_What to do_: The required answer is every line of the data containing the word "application".

_Source data_:
◇ ◇ ◇ ◇ ◇ ◇ ◇
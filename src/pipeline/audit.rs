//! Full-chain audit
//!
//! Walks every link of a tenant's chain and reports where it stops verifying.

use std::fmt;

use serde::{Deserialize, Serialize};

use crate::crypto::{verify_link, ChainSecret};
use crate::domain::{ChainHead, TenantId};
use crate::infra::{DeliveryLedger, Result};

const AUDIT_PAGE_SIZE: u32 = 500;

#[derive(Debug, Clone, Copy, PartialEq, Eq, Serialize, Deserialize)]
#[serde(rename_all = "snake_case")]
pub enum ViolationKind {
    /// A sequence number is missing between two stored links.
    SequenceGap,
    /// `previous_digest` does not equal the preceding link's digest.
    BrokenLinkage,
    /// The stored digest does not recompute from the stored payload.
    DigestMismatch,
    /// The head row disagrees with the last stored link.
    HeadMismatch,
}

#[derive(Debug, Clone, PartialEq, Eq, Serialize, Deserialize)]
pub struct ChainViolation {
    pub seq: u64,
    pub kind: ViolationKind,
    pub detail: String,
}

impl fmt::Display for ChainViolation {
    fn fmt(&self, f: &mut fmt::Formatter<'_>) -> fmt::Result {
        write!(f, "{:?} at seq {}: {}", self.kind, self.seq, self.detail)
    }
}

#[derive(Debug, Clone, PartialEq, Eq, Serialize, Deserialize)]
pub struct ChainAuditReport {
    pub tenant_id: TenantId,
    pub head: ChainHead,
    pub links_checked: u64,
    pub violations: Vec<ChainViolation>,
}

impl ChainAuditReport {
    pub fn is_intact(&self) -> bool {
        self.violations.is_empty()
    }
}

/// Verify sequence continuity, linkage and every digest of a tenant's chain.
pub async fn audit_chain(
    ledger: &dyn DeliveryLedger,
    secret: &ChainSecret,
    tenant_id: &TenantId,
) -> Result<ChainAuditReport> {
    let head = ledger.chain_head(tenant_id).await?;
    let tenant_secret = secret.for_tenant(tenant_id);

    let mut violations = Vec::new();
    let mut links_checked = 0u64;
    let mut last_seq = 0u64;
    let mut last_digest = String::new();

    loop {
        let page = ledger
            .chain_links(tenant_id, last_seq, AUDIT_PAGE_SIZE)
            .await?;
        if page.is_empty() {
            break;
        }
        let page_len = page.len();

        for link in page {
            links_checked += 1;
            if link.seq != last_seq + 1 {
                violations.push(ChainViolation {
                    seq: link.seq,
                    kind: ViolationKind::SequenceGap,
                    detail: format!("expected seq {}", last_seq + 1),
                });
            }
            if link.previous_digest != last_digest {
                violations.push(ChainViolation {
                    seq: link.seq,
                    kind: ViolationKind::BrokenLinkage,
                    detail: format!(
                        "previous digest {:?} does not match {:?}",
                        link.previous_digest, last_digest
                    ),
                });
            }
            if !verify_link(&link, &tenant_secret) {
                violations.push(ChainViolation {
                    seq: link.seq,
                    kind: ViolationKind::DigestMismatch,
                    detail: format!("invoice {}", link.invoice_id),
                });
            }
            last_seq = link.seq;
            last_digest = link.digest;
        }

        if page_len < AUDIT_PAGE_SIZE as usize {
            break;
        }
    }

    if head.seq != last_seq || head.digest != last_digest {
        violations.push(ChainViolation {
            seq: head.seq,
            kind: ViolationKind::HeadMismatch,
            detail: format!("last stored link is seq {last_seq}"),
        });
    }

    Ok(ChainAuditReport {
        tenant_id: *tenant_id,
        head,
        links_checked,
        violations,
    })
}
◇ ◇ ◇ ◇ ◇ ◇ ◇
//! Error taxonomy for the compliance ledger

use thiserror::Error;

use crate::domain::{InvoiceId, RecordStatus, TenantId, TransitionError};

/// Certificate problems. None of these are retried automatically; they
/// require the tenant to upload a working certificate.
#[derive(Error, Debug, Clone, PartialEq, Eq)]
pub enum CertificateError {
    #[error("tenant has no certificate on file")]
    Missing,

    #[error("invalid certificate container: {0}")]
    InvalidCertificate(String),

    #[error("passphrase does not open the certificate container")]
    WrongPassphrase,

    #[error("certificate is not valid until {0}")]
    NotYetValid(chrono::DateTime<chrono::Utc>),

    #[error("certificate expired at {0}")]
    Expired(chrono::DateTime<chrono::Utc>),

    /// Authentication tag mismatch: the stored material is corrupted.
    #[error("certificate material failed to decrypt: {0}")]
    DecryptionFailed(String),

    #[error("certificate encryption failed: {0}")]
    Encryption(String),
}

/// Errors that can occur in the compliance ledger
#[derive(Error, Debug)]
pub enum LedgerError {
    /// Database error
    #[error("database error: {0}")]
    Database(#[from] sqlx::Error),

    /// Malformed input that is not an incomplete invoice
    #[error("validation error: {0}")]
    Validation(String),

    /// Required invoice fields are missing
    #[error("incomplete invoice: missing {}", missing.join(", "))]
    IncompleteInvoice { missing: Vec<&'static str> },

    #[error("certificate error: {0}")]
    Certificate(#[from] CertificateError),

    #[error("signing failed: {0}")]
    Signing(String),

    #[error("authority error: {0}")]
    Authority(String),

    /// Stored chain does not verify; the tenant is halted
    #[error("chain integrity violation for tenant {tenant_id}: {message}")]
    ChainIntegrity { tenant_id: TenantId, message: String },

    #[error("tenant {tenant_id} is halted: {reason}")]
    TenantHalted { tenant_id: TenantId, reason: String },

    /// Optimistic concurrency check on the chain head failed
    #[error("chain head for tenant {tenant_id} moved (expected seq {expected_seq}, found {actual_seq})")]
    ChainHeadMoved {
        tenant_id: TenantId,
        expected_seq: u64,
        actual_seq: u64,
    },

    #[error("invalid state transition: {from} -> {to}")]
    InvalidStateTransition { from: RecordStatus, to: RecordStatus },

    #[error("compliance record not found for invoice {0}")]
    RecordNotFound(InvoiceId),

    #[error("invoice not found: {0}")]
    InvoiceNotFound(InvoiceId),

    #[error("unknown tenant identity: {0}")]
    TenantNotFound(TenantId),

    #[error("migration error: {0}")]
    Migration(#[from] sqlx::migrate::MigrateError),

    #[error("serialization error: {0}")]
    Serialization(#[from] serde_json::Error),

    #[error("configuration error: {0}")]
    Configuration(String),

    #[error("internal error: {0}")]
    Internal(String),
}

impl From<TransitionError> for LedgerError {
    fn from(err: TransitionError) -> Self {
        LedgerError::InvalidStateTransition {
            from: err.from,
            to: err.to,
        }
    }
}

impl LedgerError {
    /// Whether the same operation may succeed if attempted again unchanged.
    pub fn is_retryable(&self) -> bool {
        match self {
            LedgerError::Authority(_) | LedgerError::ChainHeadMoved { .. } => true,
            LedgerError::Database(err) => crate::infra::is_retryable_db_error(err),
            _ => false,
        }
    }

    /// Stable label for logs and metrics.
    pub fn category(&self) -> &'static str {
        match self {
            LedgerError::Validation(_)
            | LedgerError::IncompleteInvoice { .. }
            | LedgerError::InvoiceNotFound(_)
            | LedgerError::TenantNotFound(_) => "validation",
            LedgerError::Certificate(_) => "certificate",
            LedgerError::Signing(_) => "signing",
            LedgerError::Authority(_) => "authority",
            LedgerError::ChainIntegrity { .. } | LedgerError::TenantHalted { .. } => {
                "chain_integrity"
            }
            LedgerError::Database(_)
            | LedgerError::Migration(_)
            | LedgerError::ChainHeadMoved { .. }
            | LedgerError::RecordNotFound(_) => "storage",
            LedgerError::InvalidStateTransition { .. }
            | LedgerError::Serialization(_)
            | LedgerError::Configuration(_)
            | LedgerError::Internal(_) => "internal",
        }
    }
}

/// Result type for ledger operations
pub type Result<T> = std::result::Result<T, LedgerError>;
◇ ◇ ◇ ◇ ◇ ◇ ◇
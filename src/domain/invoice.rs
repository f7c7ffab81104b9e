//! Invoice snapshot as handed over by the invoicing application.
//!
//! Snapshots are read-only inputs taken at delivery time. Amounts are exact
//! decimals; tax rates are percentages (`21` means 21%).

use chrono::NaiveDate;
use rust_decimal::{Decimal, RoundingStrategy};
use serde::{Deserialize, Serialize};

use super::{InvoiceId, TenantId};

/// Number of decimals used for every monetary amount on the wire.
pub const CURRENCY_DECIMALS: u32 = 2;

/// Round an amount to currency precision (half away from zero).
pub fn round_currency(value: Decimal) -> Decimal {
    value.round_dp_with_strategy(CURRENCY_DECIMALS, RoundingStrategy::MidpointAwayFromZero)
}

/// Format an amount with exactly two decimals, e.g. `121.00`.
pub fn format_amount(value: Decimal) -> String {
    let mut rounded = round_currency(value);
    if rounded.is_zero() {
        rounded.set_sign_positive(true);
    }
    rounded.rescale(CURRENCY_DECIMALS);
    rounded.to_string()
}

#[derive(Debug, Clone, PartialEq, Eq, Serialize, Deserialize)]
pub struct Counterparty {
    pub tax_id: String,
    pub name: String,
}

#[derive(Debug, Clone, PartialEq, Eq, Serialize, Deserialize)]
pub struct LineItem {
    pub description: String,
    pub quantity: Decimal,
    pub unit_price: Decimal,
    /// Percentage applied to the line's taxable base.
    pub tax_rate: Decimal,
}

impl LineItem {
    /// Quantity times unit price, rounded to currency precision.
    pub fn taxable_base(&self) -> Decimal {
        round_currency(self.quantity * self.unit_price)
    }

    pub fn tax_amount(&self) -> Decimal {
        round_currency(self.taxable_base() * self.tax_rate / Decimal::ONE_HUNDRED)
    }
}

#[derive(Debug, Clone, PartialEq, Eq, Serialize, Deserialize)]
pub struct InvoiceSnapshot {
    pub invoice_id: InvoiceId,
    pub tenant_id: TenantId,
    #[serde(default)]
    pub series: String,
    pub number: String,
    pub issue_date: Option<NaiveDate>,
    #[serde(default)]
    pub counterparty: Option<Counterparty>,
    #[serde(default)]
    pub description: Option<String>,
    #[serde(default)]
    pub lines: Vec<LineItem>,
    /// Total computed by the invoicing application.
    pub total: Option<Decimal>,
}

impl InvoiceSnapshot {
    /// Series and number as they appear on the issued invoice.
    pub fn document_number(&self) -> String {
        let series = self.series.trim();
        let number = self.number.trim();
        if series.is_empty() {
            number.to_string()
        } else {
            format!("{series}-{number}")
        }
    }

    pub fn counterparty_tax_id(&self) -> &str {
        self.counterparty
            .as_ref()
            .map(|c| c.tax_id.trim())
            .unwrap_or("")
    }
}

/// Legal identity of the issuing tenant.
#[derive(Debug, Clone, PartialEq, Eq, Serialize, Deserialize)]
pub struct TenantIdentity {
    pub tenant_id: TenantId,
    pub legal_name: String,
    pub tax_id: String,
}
◇ ◇ ◇ ◇ ◇ ◇ ◇
_Reply to the task_:
//! Invoice snapshot as handed over by the invoicing application.
    /// Total computed by the invoicing application.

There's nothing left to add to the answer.